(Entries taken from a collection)
___

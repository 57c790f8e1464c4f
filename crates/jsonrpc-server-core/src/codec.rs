//! JSON text codec and the JSON-equivalent projection for application objects.

use std::fmt;
use std::sync::Arc;

use serde::{Serialize, Serializer};
use serde_json::Value;
use thiserror::Error;

use crate::error::JsonRpcError;

/// Errors raised while turning values into JSON text
#[derive(Debug, Error)]
pub enum CodecError {
    #[error("JSON serialization failed: {0}")]
    Serialize(#[from] serde_json::Error),

    #[error("JSON projection failed: {0}")]
    Projection(String),
}

/// Capability of an application object to present itself as JSON.
///
/// Types that are not natively JSON (handles, domain records, anything without
/// a `Serialize` impl) implement this and are wrapped with
/// [`RpcValue::custom`]. The encoder calls [`JsonEquivalent::json_equivalent`]
/// when it reaches such a value.
pub trait JsonEquivalent: Send + Sync {
    fn json_equivalent(&self) -> Result<Value, CodecError>;
}

/// A method result: either plain JSON or an object with a JSON projection.
#[derive(Clone)]
pub enum RpcValue {
    Json(Value),
    Custom(Arc<dyn JsonEquivalent>),
}

impl RpcValue {
    pub fn custom<T>(value: T) -> Self
    where
        T: JsonEquivalent + 'static,
    {
        RpcValue::Custom(Arc::new(value))
    }

    /// Resolve the value to plain JSON, running the projection if needed.
    pub fn to_json(&self) -> Result<Value, CodecError> {
        match self {
            RpcValue::Json(value) => Ok(value.clone()),
            RpcValue::Custom(object) => object.json_equivalent(),
        }
    }

    pub fn as_json(&self) -> Option<&Value> {
        match self {
            RpcValue::Json(value) => Some(value),
            RpcValue::Custom(_) => None,
        }
    }
}

impl fmt::Debug for RpcValue {
    fn fmt(&self, f: &mut fmt::Formatter<'_>) -> fmt::Result {
        match self {
            RpcValue::Json(value) => f.debug_tuple("Json").field(value).finish(),
            RpcValue::Custom(_) => f.write_str("Custom(..)"),
        }
    }
}

impl PartialEq<Value> for RpcValue {
    fn eq(&self, other: &Value) -> bool {
        matches!(self.to_json(), Ok(ref value) if value == other)
    }
}

impl From<Value> for RpcValue {
    fn from(value: Value) -> Self {
        RpcValue::Json(value)
    }
}

impl From<()> for RpcValue {
    fn from(_: ()) -> Self {
        RpcValue::Json(Value::Null)
    }
}

impl Serialize for RpcValue {
    fn serialize<S>(&self, serializer: S) -> Result<S::Ok, S::Error>
    where
        S: Serializer,
    {
        match self {
            RpcValue::Json(value) => value.serialize(serializer),
            RpcValue::Custom(object) => object
                .json_equivalent()
                .map_err(serde::ser::Error::custom)?
                .serialize(serializer),
        }
    }
}

/// Decode raw bytes into a JSON value.
///
/// Malformed text and invalid UTF-8 both classify as a parse error with no id.
pub fn decode(bytes: &[u8]) -> Result<Value, JsonRpcError> {
    serde_json::from_slice(bytes).map_err(|e| {
        tracing::debug!("JSON decode failed: {}", e);
        JsonRpcError::parse_error()
    })
}

/// Encode any serializable value as compact JSON bytes.
pub fn encode<T>(value: &T) -> Result<Vec<u8>, CodecError>
where
    T: Serialize + ?Sized,
{
    Ok(serde_json::to_vec(value)?)
}
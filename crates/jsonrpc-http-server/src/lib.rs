//! # HTTP JSON-RPC Server
//!
//! This crate hosts a [`JsonRpcDispatcher`] behind a plain HTTP/1.1 endpoint.
//! Each POST to the configured path is one exchange: the body is handed to the
//! dispatcher, and the encoded payload comes back with the status code chosen
//! by the dispatcher's [`ServerEvents`](jsonrpc_server_core::ServerEvents).
//!
//! ## Features
//! - Single-path routing with 404/405 for everything else
//! - Request body size limit (413 when exceeded)
//! - CORS headers and preflight for browser-based clients
//! - Optional peer address injection into every call's context

pub mod cors;
pub mod exchange;
pub mod server;

#[cfg(test)]
mod tests;

// Re-export main types
pub use cors::CorsLayer;
pub use exchange::HttpExchange;
pub use server::{HttpJsonRpcServer, HttpJsonRpcServerBuilder, ServerConfig, handle_request};

// Re-export foundational types
pub use jsonrpc_server_core::{JsonRpcDispatcher, MethodRegistry, ServerEvents};

/// Result type for HTTP server operations
pub type Result<T> = std::result::Result<T, HttpServerError>;

/// HTTP server errors
#[derive(Debug, thiserror::Error)]
pub enum HttpServerError {
    #[error("IO error: {0}")]
    Io(#[from] std::io::Error),

    #[error("Invalid configuration: {0}")]
    InvalidConfig(String),
}
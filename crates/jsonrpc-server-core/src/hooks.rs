//! Embedder hooks called by the dispatcher.

use serde_json::Value;
use tracing::{debug, warn};

use crate::response::{JsonRpcResponse, ResponseEnvelope};

/// Status code reported for every exchange unless an embedder overrides
/// [`ServerEvents::response_code`].
pub const DEFAULT_RESPONSE_CODE: u16 = 200;

/// Customization points of the dispatcher. Every method has a default, so an
/// embedder only overrides what it needs.
pub trait ServerEvents: Send + Sync {
    /// Rewrite the freshly decoded items before they become requests.
    /// Receives the normalised list (a non-batch call is a one-element list).
    fn process_content(&self, content: Vec<Value>) -> Vec<Value> {
        content
    }

    /// Adjust a successful response before it is collected. Clearing the id
    /// drops the response from the output.
    fn process_response(&self, response: JsonRpcResponse) -> JsonRpcResponse {
        response
    }

    /// Transport status code for the final payload.
    ///
    /// Clients read the JSON-RPC error body, so the default reports success
    /// even when the payload carries errors.
    fn response_code(&self, envelope: &ResponseEnvelope) -> u16 {
        let _ = envelope;
        DEFAULT_RESPONSE_CODE
    }

    /// Record the outcome of one exchange.
    fn log(&self, envelope: &ResponseEnvelope, request: &str, had_error: bool) {
        let count = envelope.responses().len();
        if had_error {
            warn!("{} answered with errors ({} responses)", request, count);
        } else {
            debug!("{} answered ({} responses)", request, count);
        }
    }
}

/// Hooks with every default in place
#[derive(Debug, Clone, Copy, Default)]
pub struct DefaultServerEvents;

impl ServerEvents for DefaultServerEvents {}
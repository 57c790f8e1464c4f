//! Test modules for jsonrpc-http-server
//!
//! Routing tests call [`crate::handle_request`] with in-memory bodies; the
//! end-to-end tests go through a real listener.


use bytes::Bytes;
use http_body_util::{BodyExt, Full};
use hyper::{Request, Response};
use serde_json::{Value, json};

use jsonrpc_server_core::{
    JsonRpcDispatcher, MethodRegistry, MethodResult, ParamShape, Params, handler_fn,
};

async fn add(params: Params) -> MethodResult {
    let a: i64 = params.arg("a")?;
    let b: i64 = params.arg("b")?;
    Ok(json!(a + b).into())
}

async fn whoami(params: Params) -> MethodResult {
    Ok(params.arg::<Value>("peer")?.into())
}

pub(crate) fn registry() -> MethodRegistry {
    MethodRegistry::new()
        .register("add", ParamShape::named(["a", "b"]), handler_fn(add))
        .register("whoami", ParamShape::Any, handler_fn(whoami))
}

pub(crate) fn dispatcher() -> JsonRpcDispatcher {
    JsonRpcDispatcher::new(registry())
}

pub(crate) fn post(path: &str, body: &str) -> Request<Full<Bytes>> {
    Request::builder()
        .method("POST")
        .uri(path)
        .header("content-type", "application/json")
        .body(Full::new(Bytes::from(body.to_string())))
        .unwrap()
}

pub(crate) async fn body_bytes(response: Response<Full<Bytes>>) -> Bytes {
    response.into_body().collect().await.unwrap().to_bytes()
}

___

Work required
Please transcribe only the lines in the records above running from the line that has "what it needs." through the line that has "a one-element list).", both included, exactly as they appear.

Answer box
/// embedder only overrides what it needs.
pub trait ServerEvents: Send + Sync {
    /// Rewrite the freshly decoded items before they become requests.
    /// Receives the normalised list (a non-batch call is a one-element list).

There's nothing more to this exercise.